Je ne saurai dire à quel point ce livre me révolte, m'horrifie, me glace le sang... Depuis le début de sa lecture il me trotte dans la tête et me hante.

Margaret Atwood parvient à entretenir le suspens du début à la fin en distillant ses informations au compte-goutte. Tandis que le lecteur se convainc qu'un tel retournement, une telle société ne pourrait pas se mettre en place, l'autrice nous prouve le contraire. Bien sûr, elle a en tête le régime nazi et toutes ses pratiques, l'ex-URSS et cette cruelle séparation que représente le rideau de fer, le terrorisme islamiste montant dans les années 80 mais aussi toutes ces communautés religieuses extrêmes telles que les amishs, les mormons... De cet amalgame historique naît sa finalement très probable République de Gilead.

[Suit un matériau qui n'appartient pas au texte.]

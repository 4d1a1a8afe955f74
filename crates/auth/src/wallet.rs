//! Trading wallet management for Nado order signing.
//!
//! Provides wallet loading from environment variables and typed-data
//! signing on behalf of the wallet's subaccounts.

use alloy_primitives::{Address, B256};
use alloy_signer_local::PrivateKeySigner;
use anyhow::{Context, Result};
use nado_core::eip712::TypedData;
use nado_core::signing::{sign_typed_data, signature_to_hex};
use nado_core::subaccount::Subaccount;
use std::str::FromStr;

/// Environment variable holding the primary signer key.
pub const SIGNER_PRIVATE_KEY_VAR: &str = "NADO_SIGNER_PRIVATE_KEY";

/// A trading wallet with private key access for signing executes.
///
/// The wallet can be loaded from an environment variable or directly
/// from a hex-encoded private key.
#[derive(Clone)]
pub struct TradingWallet {
    signer: PrivateKeySigner,
    address: Address,
}

impl TradingWallet {
    /// Load wallet from the `NADO_SIGNER_PRIVATE_KEY` environment variable.
    ///
    /// # Errors
    ///
    /// Returns an error if the environment variable is not set or
    /// if the private key format is invalid.
    pub fn from_env() -> Result<Self> {
        dotenvy::dotenv().ok();
        let private_key = std::env::var(SIGNER_PRIVATE_KEY_VAR)
            .with_context(|| format!("{SIGNER_PRIVATE_KEY_VAR} environment variable not set"))?;

        Self::from_private_key(&private_key)
    }

    /// Create a wallet from a hex-encoded private key.
    ///
    /// # Arguments
    ///
    /// * `key` - A 64-character hex string, optionally prefixed with "0x"
    pub fn from_private_key(key: &str) -> Result<Self> {
        let key_clean = key.trim().trim_start_matches("0x");

        let signer = PrivateKeySigner::from_str(key_clean)
            .context("Invalid private key format - expected 64 hex characters")?;

        let address = signer.address();

        Ok(Self { signer, address })
    }

    /// Get the wallet's Ethereum address.
    pub fn address(&self) -> Address {
        self.address
    }

    /// Get the wallet address as a checksummed hex string.
    pub fn address_string(&self) -> String {
        format!("{}", self.address)
    }

    /// The wallet's subaccount called `name`.
    pub fn subaccount(&self, name: &str) -> Subaccount {
        Subaccount::new(self.address, name)
    }

    /// bytes32 sender for the wallet's subaccount called `name`.
    pub fn sender(&self, name: &str) -> Result<B256> {
        self.subaccount(name)
            .to_bytes32()
            .with_context(|| format!("Invalid subaccount name {name:?}"))
    }

    /// Get a reference to the underlying signer.
    pub fn signer(&self) -> &PrivateKeySigner {
        &self.signer
    }

    /// Consume the wallet and return the signer.
    pub fn into_signer(self) -> PrivateKeySigner {
        self.signer
    }

    /// Sign typed data and return the signature as 0x hex.
    pub fn sign_typed_data_hex(&self, typed_data: &TypedData) -> Result<String> {
        let signature = sign_typed_data(typed_data, &self.signer)
            .with_context(|| format!("Failed to sign {}", typed_data.primary_type))?;
        Ok(signature_to_hex(&signature))
    }
}

impl std::fmt::Debug for TradingWallet {
    fn fmt(&self, f: &mut std::fmt::Formatter<'_>) -> std::fmt::Result {
        // Never expose the private key in debug output
        f.debug_struct("TradingWallet")
            .field("address", &self.address_string())
            .finish()
    }
}

#[cfg(test)]
mod tests {
    use super::*;
    use nado_core::eip712::{build_typed_data, TxType};
    use nado_core::signing::{signature_from_hex, verify_typed_data};
    use nado_core::subaccount::bytes32_to_hex;
    use serde_json::json;

    // Test private key (DO NOT USE IN PRODUCTION - this is a well-known test key)
    const TEST_PRIVATE_KEY: &str =
        "0xac0974bec39a17e36ba4a6b4d238ff944bacb478cbed5efcae784d7bf4f2ff80";
    const TEST_ADDRESS: &str = "0xf39Fd6e51aad88F6F4ce6aB8827279cffFb92266";

    #[test]
    fn test_from_private_key_with_prefix() {
        let wallet = TradingWallet::from_private_key(TEST_PRIVATE_KEY).unwrap();
        assert_eq!(wallet.address_string(), TEST_ADDRESS);
    }

    #[test]
    fn test_from_private_key_without_prefix() {
        let key_no_prefix = TEST_PRIVATE_KEY.trim_start_matches("0x");
        let wallet = TradingWallet::from_private_key(key_no_prefix).unwrap();
        assert_eq!(
            wallet.address_string().to_lowercase(),
            TEST_ADDRESS.to_lowercase()
        );
    }

    #[test]
    fn test_invalid_private_key() {
        assert!(TradingWallet::from_private_key("not-a-valid-key").is_err());
        assert!(TradingWallet::from_private_key("0x1234").is_err());
    }

    #[test]
    fn test_debug_does_not_expose_key() {
        let wallet = TradingWallet::from_private_key(TEST_PRIVATE_KEY).unwrap();
        let debug_str = format!("{:?}", wallet);

        assert!(debug_str.contains("TradingWallet"));
        assert!(debug_str.contains("address"));
        assert!(!debug_str.contains("ac0974bec39a17e36ba4a6b4d238ff944bacb478"));
    }

    #[test]
    fn test_sender_for_subaccount() {
        let wallet = TradingWallet::from_private_key(TEST_PRIVATE_KEY).unwrap();
        let sender = wallet.sender("default").unwrap();
        assert_eq!(
            bytes32_to_hex(&sender),
            "0xf39fd6e51aad88f6f4ce6ab8827279cfffb9226664656661756c740000000000"
        );
        assert!(wallet.sender("a-name-longer-than-twelve").is_err());
    }

    #[test]
    fn test_sign_typed_data_hex() {
        let wallet = TradingWallet::from_private_key(TEST_PRIVATE_KEY).unwrap();
        let sender = bytes32_to_hex(&wallet.sender("default").unwrap());
        let message = json!({"sender": sender, "expiration": "1700000000"});
        let td = build_typed_data(
            TxType::AuthenticateStream,
            message.as_object().unwrap().clone(),
            Address::repeat_byte(0x01),
            1,
        );

        let sig_hex = wallet.sign_typed_data_hex(&td).unwrap();
        assert!(sig_hex.starts_with("0x"));
        assert_eq!(sig_hex.len(), 132);

        let signature = signature_from_hex(&sig_hex).unwrap();
        assert!(verify_typed_data(&td, &signature, wallet.address()).unwrap());
    }
}
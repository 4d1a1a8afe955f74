//! Error types for the Nado protocol core.
//!
//! Every error raised here stems from caller input rather than a transient
//! failure, so nothing in this crate retries.

use thiserror::Error;

#[derive(Error, Debug)]
pub enum Error {
    /// Invalid appendix combination, TWAP parameter, custom amount list, or a
    /// typed-data value that does not match its declared wire type.
    #[error("Encoding error: {message}")]
    Encoding { message: String },

    /// Unknown transaction kind or trigger kind.
    #[error("Schema error: {message}")]
    Schema { message: String },

    /// Chain id, endpoint address or signer was not configured.
    #[error("Missing configuration: {message}")]
    MissingConfig { message: String },

    #[error("Configuration error: {message}")]
    Config { message: String },

    #[error("Signing error: {message}")]
    Signing { message: String },

    #[error("JSON serialization error: {0}")]
    Json(#[from] serde_json::Error),

    #[error("Configuration file error: {0}")]
    ConfigFile(#[from] config::ConfigError),
}

impl Error {
    pub(crate) fn encoding(message: impl Into<String>) -> Self {
        Error::Encoding {
            message: message.into(),
        }
    }

    pub(crate) fn schema(message: impl Into<String>) -> Self {
        Error::Schema {
            message: message.into(),
        }
    }

    pub(crate) fn missing_config(message: impl Into<String>) -> Self {
        Error::MissingConfig {
            message: message.into(),
        }
    }

    pub(crate) fn config(message: impl Into<String>) -> Self {
        Error::Config {
            message: message.into(),
        }
    }

    pub(crate) fn signing(message: impl Into<String>) -> Self {
        Error::Signing {
            message: message.into(),
        }
    }
}

pub type Result<T> = std::result::Result<T, Error>;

Le récit couvre trois périodes charnières: avant le changement, la période d'endoctrinement et le présent de l'action. L'héroïne, Defred (Offred en VO) jongle brièvement entre les unes et les autres de façon assez décousue ce qui donne rapidement cette sensation de frustration et d'avidité quant aux informations mais surtout laisse tout le loisir au lecteur de combler les blancs avec toutes les horreurs qu'il peut imaginer.

Le récit à la première personne s'attarde sur le ressenti de Defred. Car il y a ce qu'elle parait et ce qu'elle retient en elle. On la sent littéralement prisonnière de son corps tant on l'a dépossédée de tout: elle n'a plus de nom (Defred est la façon de nommer indifféremment toutes les servantes qui se succèdent chez ce commandant), plus de sentiments (elle les réprime pour ne pas se trahir et survivre dans cette société) et surtout elle ne dispose même plus de son corps. Ce qui lui reste, ce sont ses souvenirs douloureux et lointains, mais néanmoins vitaux, qui pourraient la faire basculer dans la folie si elle s'y attarde de trop et l'éventualité de mettre fin à ses jours si elle en trouve le moyen.

Certains pourront trouver cette femme très lâche, s'attendant à de l'action et des soulèvements à la Hunger Games ou Divergente, moi je la trouve très courageuse et surtout très forte pour endurer tout cela sans craquer. Dans cette société qui brise les individus et où sont entretenues terreur, paranoïa, délation, elle prend bien plus de risques qu'un lâche à sa place. La résistance et la rébellion commencent par là: défier les règles imposées, même les plus petites. Ce traitement réaliste est tout à l'honneur du livre.

Pour finir je parlerai de la série dont j'ai pu voir à ce jour les quatre premiers épisodes. Je la conseille vivement à toute personne qui voudrait vraiment approfondir l'univers et mesurer toute l'ampleur de l'horreur de cette société car elle va jusqu'au bout des choses (ce qu'on pourrait reprocher éventuellement au livre qui ne montre que ce que Defred connait, c'est à dire bien peu). Du point de vue ambiance, elle restitue bien ce sentiment de terreur, d'horreur, d'oppression et de malaise qui est le nôtre lors de la lecture avec en plus un décalage entre avant/après intelligemment accentué par la bande son et la photographie.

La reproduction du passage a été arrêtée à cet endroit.